The episode is central to the opening chapters of my novel, Bitter Glory, so I thought I would post something about this dramatic offensive.

Bonaparte’s masterminding of his army’s crossing was undoubtedly a strategic master stroke, falling upon the rear of the Austrian army that had its focus on the Var front towards Nice and the siege of Genoa on the coast. But the move wasn’t without risk. Snow was still thick on the main passes. The going was difficult for cavalry and close to impossible for artillery. The guns had to be dismantled and sledges improvised to move the heavy barrels. And when the vanguard under General Lannes reached the fortress at Bard, manned by a relative handful of Austrian troops, the plan almost fell apart completely.

The fortress dominated the valley of the river Dora Baltea as it tumbled down towards the plain of Lombardy from the high Alps. Built on a sheer promontory at a sharp bend in the river its guns could sweep all approach paths. Provided the defenders had some backbone they could hope to stave off any attack that lacked full blown siege machinery, and Bard’s commander, Hauptmann Josef Otto Stockard von Bernkopf, a veteran of the Kinsky regiment, had that backbone.
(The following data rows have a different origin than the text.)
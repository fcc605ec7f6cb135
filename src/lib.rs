pub mod config;
pub mod error;
pub mod identity;
pub mod navigation;
pub mod status;
pub mod audit;
pub mod server;

// Test-only printing helper: expands to eprintln! during tests and debug builds.
// Usage: tprintln!("debug: {}", value);
#[cfg(any(test, debug_assertions))]
#[macro_export]
macro_rules! tprintln {
    ($($arg:tt)*) => ( eprintln!($($arg)*) );
}

// In release builds, provide a no-op tprintln! so calls compile without effect.
#[cfg(not(any(test, debug_assertions)))]
#[macro_export]
macro_rules! tprintln {
    ($($arg:tt)*) => ({
        // Preserve formatting checks in release without producing code
        if false { let _ = format!($($arg)*); }
    });
}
It was only the discovery of a shepherd’s path high up the valley side that allowed Lannes’ infantry to push ahead via a precarious detour.

But push on he did. Lannes, Bonaparte’s best leader of vanguard troops, was aggressive and daring. He abandoned his artillery and forced on with whatever units could make it over the shepherd’s path. After five days, with actions at Chatillon, Bard and Ivrea, he was down the valley and into the fertile plain of Lombardy.

The campaign had not stalled and history was ready to be made.